The Norman Conquest: The Cause
“He who should know the history of words would know all history". By looking at the historical influences on the country of England, one can see how modern England developed. French culture invaded every facet of English life as a direct result of the Norman Conquest. The consequences of this event, almost 1000 years ago, are still visible today. Because of the large scale of these effects, this conquest was the most influential period in English history. No other event has produced such long-lasting results, or such all-encompassing ones. The year 1066 is the most well-known date throughout all of England, and the Norman Conquest is perceived as the event that really changed the course of history. The introduction of French culture to England as a result of this conquest brought about the most significant period of change in the history of the country, during which the foundation of modern England was born.
In order to understand the effects the Norman Conquest had on everyday English life and its ruling system, one must first have knowledge of the actual event and why it happened. Before the year 1066, England was a country inhabited by a wide variety of cultures living under the same ruler. After the Danes conquered England in the 11th century, they left the son of their King to rule. Cnut was accepted by England, and ruled a land already mixed with Celts, Gauls, Angles, Saxons, Jutes, Danes, and Normans.

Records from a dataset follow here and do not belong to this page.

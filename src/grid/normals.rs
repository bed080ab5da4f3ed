use super::Grad;
use crate::types::NormalMap;
use nalgebra::Vector3;

/// Convert surface gradients `(p, q)` into unit normals `normalize(-p, -q, 1)`.
///
/// The z component is fixed at 1 before normalization, so the norm is always
/// at least 1 and no zero-division guard is needed.
pub fn normals_from_gradients(grad: &Grad) -> NormalMap {
    let (w, h) = (grad.gx.w, grad.gx.h);
    debug_assert!(grad.gy.w == w && grad.gy.h == h);
    let mut data = Vec::with_capacity(w * h);
    for (&p, &q) in grad.gx.data.iter().zip(grad.gy.data.iter()) {
        data.push(Vector3::new(-p, -q, 1.0).normalize());
    }
    NormalMap { w, h, data }
}
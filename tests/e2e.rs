mod common;

use common::synthetic::{constant_image, focus_stack, shifted_right, textured_image};
use surface_recon::mesh::{build_mesh, MeshParams};
use surface_recon::shading::ShadingParams;
use surface_recon::stereo::StereoParams;
use surface_recon::types::ParamRecord;
use surface_recon::{Method, ReconParams, ReconstructionRequest, Reconstructor};

fn assert_confidence_bounded(result: &surface_recon::ReconstructionResult) {
    for y in 0..result.summary.height {
        for x in 0..result.summary.width {
            let c = result.confidence.get(x, y);
            assert!((0.0..=1.0).contains(&c), "confidence {c} at ({x},{y})");
        }
    }
}

#[test]
fn constant_image_shading_gives_flat_surface() {
    let params = ReconParams {
        shading: ShadingParams {
            albedo: 0.5,
            ..ShadingParams::default()
        },
        ..ReconParams::default()
    };
    let recon = Reconstructor::new(params);
    let result = recon
        .process(ReconstructionRequest::shading(constant_image(32, 32, 0.5)))
        .expect("valid input");

    assert_eq!(result.method, Method::Shading);
    let (lo, hi) = result.depth.min_max();
    assert!(hi - lo < 1e-3, "depth spread {}", hi - lo);
    for n in &result.normals.data {
        assert!((n.z - 1.0).abs() < 1e-3, "normal {n:?}");
    }
    assert!(
        result.summary.confidence_mean > 0.99,
        "confidence {}",
        result.summary.confidence_mean
    );
    match result.record {
        ParamRecord::Shading(ref rec) => assert!(rec.converged),
        _ => panic!("wrong record variant"),
    }
    assert_confidence_bounded(&result);
}

#[test]
fn stereo_pair_recovers_integer_shift() {
    let shift = 5usize;
    let reference = textured_image(50, 50);
    let tilted = shifted_right(&reference, shift);

    let stereo = StereoParams {
        tilt_angle_deg: 5.0,
        pixel_size: 1.0,
        block_size: 11,
        max_disparity: 10,
    };
    let depth_per_disparity = 1.0 / (2.0 * (5.0f32.to_radians() / 2.0).sin());
    let recon = Reconstructor::new(ReconParams {
        stereo,
        ..ReconParams::default()
    });
    let result = recon
        .process(ReconstructionRequest::stereo(reference, tilted))
        .expect("valid input");

    assert_eq!(result.method, Method::Stereo);
    let half = 11 / 2;
    let expected = shift as f32 * depth_per_disparity;
    for y in half..50 - half {
        for x in (half + shift)..(50 - half - shift) {
            let d = result.depth.get(x, y) / depth_per_disparity;
            assert!(
                (d - shift as f32).abs() < 1e-3,
                "pixel ({x},{y}) disparity {d}, expected {shift}"
            );
            assert!((result.depth.get(x, y) - expected).abs() < 5e-2);
        }
    }
    assert_confidence_bounded(&result);
}

#[test]
fn focus_stack_peaks_at_known_position() {
    let positions = vec![0.0, 10.0, 20.0, 30.0, 40.0];
    let stack = focus_stack(40, 40, 5, 3);
    let recon = Reconstructor::new(ReconParams::default());
    let result = recon
        .process(ReconstructionRequest::focus_stack(stack, positions))
        .expect("valid input");

    assert_eq!(result.method, Method::FocusStack);
    for y in 0..40 {
        for x in 0..40 {
            let z = result.depth.get(x, y);
            assert!((z - 30.0).abs() <= 10.0, "pixel ({x},{y}) depth {z}");
            assert!(
                result.confidence.get(x, y) > 0.5,
                "confidence {} at ({x},{y})",
                result.confidence.get(x, y)
            );
        }
    }
    assert_confidence_bounded(&result);
}

#[test]
fn reconstruction_depth_maps_mesh_cleanly() {
    let positions = vec![0.0, 5.0, 10.0];
    let stack = focus_stack(20, 16, 3, 1);
    let recon = Reconstructor::new(ReconParams::default());
    let result = recon
        .process(ReconstructionRequest::focus_stack(stack, positions))
        .expect("valid input");

    let mesh = build_mesh(&result.depth, &MeshParams::default());
    assert_eq!(mesh.vertices.len(), 20 * 16);
    assert_eq!(mesh.faces.len(), 2 * 19 * 15);
    let n = mesh.vertices.len() as u32;
    assert!(mesh.faces.iter().all(|f| f.iter().all(|&i| i < n)));

    let simplified = build_mesh(
        &result.depth,
        &MeshParams {
            simplify: true,
            target_faces: 100,
        },
    );
    assert!(simplified.faces.len() < mesh.faces.len());
    let ns = simplified.vertices.len() as u32;
    assert!(simplified.faces.iter().all(|f| f.iter().all(|&i| i < ns)));
}
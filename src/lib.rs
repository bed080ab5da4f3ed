#![doc = include_str!("../README.md")]

// Public modules (stable-ish surface)
pub mod config;
pub mod error;
pub mod image;
pub mod mesh;
pub mod reconstruct;
pub mod types;

// Solver modules – public for callers that want one method directly,
// bypassing the facade's validation and normalization.
pub mod focus;
pub mod grid;
pub mod integrate;
pub mod shading;
pub mod stereo;

// --- High-level re-exports -------------------------------------------------

pub use crate::error::ReconstructError;
pub use crate::image::ImageF32;
pub use crate::mesh::{build_mesh, Mesh, MeshParams};
pub use crate::reconstruct::{ReconParams, ReconstructionRequest, Reconstructor};
pub use crate::types::{
    ConfidenceMap, DepthMap, Method, NormalMap, ParamRecord, ReconstructionResult,
};

// --- Prelude ---------------------------------------------------------------

/// Small prelude for quick experiments.
///
/// ```no_run
/// use surface_recon::prelude::*;
///
/// # fn main() {
/// let image = ImageF32::from_fn(64, 64, |x, y| ((x + y) % 16) as f32 / 16.0);
/// let recon = Reconstructor::new(ReconParams::default());
/// let result = recon
///     .process(ReconstructionRequest::shading(image))
///     .expect("valid input");
/// println!(
///     "depth mean {:.4} confidence {:.3} in {:.1} ms",
///     result.summary.depth_mean, result.summary.confidence_mean, result.elapsed_ms
/// );
/// # }
/// ```
pub mod prelude {
    pub use crate::image::ImageF32;
    pub use crate::mesh::{build_mesh, Mesh, MeshParams};
    pub use crate::types::{Method, ReconstructionResult};
    pub use crate::{ReconParams, ReconstructionRequest, Reconstructor};
}
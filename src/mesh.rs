//! Depth-map → triangle-mesh conversion with coarse simplification.
//!
//! One vertex per depth cell at `(j·pixel_size, i·pixel_size, depth[i,j])`,
//! two triangles per 2×2 cell block, consistent counter-clockwise winding
//! viewed from +z, 0-based indices. An unsimplified mesh of an `H×W` map
//! therefore has `H·W` vertices and `2·(H−1)·(W−1)` faces.
//!
//! Simplification is deliberately crude: when the natural face count
//! exceeds the target, the depth grid is uniformly subsampled by an integer
//! stride and the mesh rebuilt at the coarser resolution. The face count
//! lands near, not exactly on, the target; the builder warns and proceeds.
//! A quadric-error decimator would approximate shape better but change the
//! output topology consumers already rely on.

use crate::types::DepthMap;
use log::{debug, warn};
use serde::{Deserialize, Serialize};
use std::fmt::Write as _;
use std::path::Path;

/// Mesh construction parameters.
#[derive(Clone, Debug, Serialize, Deserialize)]
#[serde(default)]
pub struct MeshParams {
    /// Enable stride-based decimation when the mesh exceeds `target_faces`.
    pub simplify: bool,
    /// Face budget used when `simplify` is set.
    pub target_faces: usize,
}

impl Default for MeshParams {
    fn default() -> Self {
        Self {
            simplify: false,
            target_faces: 50_000,
        }
    }
}

/// Triangle mesh in physical units: vertex positions plus 0-based face
/// indices with counter-clockwise winding seen from +z.
#[derive(Clone, Debug, Default)]
pub struct Mesh {
    pub vertices: Vec<[f32; 3]>,
    pub faces: Vec<[u32; 3]>,
}

/// Build a regular-grid mesh from a depth map.
pub fn build_mesh(depth: &DepthMap, params: &MeshParams) -> Mesh {
    let (w, h) = (depth.width(), depth.height());
    let natural_faces = natural_face_count(w, h);
    let stride = if params.simplify && params.target_faces > 0 && natural_faces > params.target_faces
    {
        decimation_stride(w, h, natural_faces, params.target_faces)
    } else {
        1
    };

    let mesh = grid_mesh(depth, stride);
    debug!(
        "mesh built vertices={} faces={} stride={}",
        mesh.vertices.len(),
        mesh.faces.len(),
        stride
    );
    if stride > 1 && mesh.faces.len() > params.target_faces {
        warn!(
            "mesh simplification reached {} faces, target was {}",
            mesh.faces.len(),
            params.target_faces
        );
    }
    mesh
}

#[inline]
fn natural_face_count(w: usize, h: usize) -> usize {
    if w < 2 || h < 2 {
        0
    } else {
        2 * (h - 1) * (w - 1)
    }
}

/// `ceil(sqrt(faces / target))`, clamped so the subsampled grid keeps at
/// least two rows and two columns.
fn decimation_stride(w: usize, h: usize, faces: usize, target: usize) -> usize {
    let ratio = faces as f64 / target as f64;
    let stride = ratio.sqrt().ceil() as usize;
    stride.max(1).min(w - 1).min(h - 1)
}

fn grid_mesh(depth: &DepthMap, stride: usize) -> Mesh {
    let (w, h) = (depth.width(), depth.height());
    if w == 0 || h == 0 {
        return Mesh::default();
    }

    let cols: Vec<usize> = (0..w).step_by(stride).collect();
    let rows: Vec<usize> = (0..h).step_by(stride).collect();
    let (sw, sh) = (cols.len(), rows.len());
    assert!(
        sw * sh <= u32::MAX as usize,
        "mesh exceeds u32 index range"
    );

    let px = depth.pixel_size;
    let mut vertices = Vec::with_capacity(sw * sh);
    for &i in &rows {
        for &j in &cols {
            vertices.push([j as f32 * px, i as f32 * px, depth.get(j, i)]);
        }
    }

    let mut faces = Vec::with_capacity(2 * sh.saturating_sub(1) * sw.saturating_sub(1));
    for r in 0..sh.saturating_sub(1) {
        for c in 0..sw.saturating_sub(1) {
            let a = (r * sw + c) as u32;
            let b = a + 1;
            let c2 = ((r + 1) * sw + c) as u32;
            let d = c2 + 1;
            faces.push([a, b, d]);
            faces.push([a, d, c2]);
        }
    }

    Mesh { vertices, faces }
}

/// Write the mesh as ASCII STL. Facet normals are recomputed from the
/// triangle geometry; degenerate triangles get a zero normal.
pub fn write_stl_ascii(mesh: &Mesh, name: &str, path: &Path) -> Result<(), String> {
    let mut out = String::with_capacity(mesh.faces.len() * 220 + 64);
    let _ = writeln!(out, "solid {name}");
    for face in &mesh.faces {
        let a = mesh.vertices[face[0] as usize];
        let b = mesh.vertices[face[1] as usize];
        let c = mesh.vertices[face[2] as usize];
        let n = facet_normal(a, b, c);
        let _ = writeln!(out, "  facet normal {} {} {}", n[0], n[1], n[2]);
        let _ = writeln!(out, "    outer loop");
        for v in [a, b, c] {
            let _ = writeln!(out, "      vertex {} {} {}", v[0], v[1], v[2]);
        }
        let _ = writeln!(out, "    endloop");
        let _ = writeln!(out, "  endfacet");
    }
    let _ = writeln!(out, "endsolid {name}");
    std::fs::write(path, out).map_err(|e| format!("Failed to write {}: {e}", path.display()))
}

fn facet_normal(a: [f32; 3], b: [f32; 3], c: [f32; 3]) -> [f32; 3] {
    let u = [b[0] - a[0], b[1] - a[1], b[2] - a[2]];
    let v = [c[0] - a[0], c[1] - a[1], c[2] - a[2]];
    let n = [
        u[1] * v[2] - u[2] * v[1],
        u[2] * v[0] - u[0] * v[2],
        u[0] * v[1] - u[1] * v[0],
    ];
    let norm = (n[0] * n[0] + n[1] * n[1] + n[2] * n[2]).sqrt();
    if norm <= f32::EPSILON {
        [0.0, 0.0, 0.0]
    } else {
        [n[0] / norm, n[1] / norm, n[2] / norm]
    }
}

Cnut married Emma, the widow of King Ethelred of Rouen, France, at the same time securing an alliance with her brother, the Duke of Normandy.
When Cnut died in 1035, a succession of his sons led to the final crowning of Emma’s son, Edward in 1042. Edward, also the son of Ethelred, had lived in Normandy for thirty years, from the age of ten. He had been brought up in the Norman Court by Norman nobles and priests, accustomed to the ways of French government. To England he brought French speech, customs, and fellow noblemen. Thus the infiltration of French ways began a generation earlier than the Norman Conquest.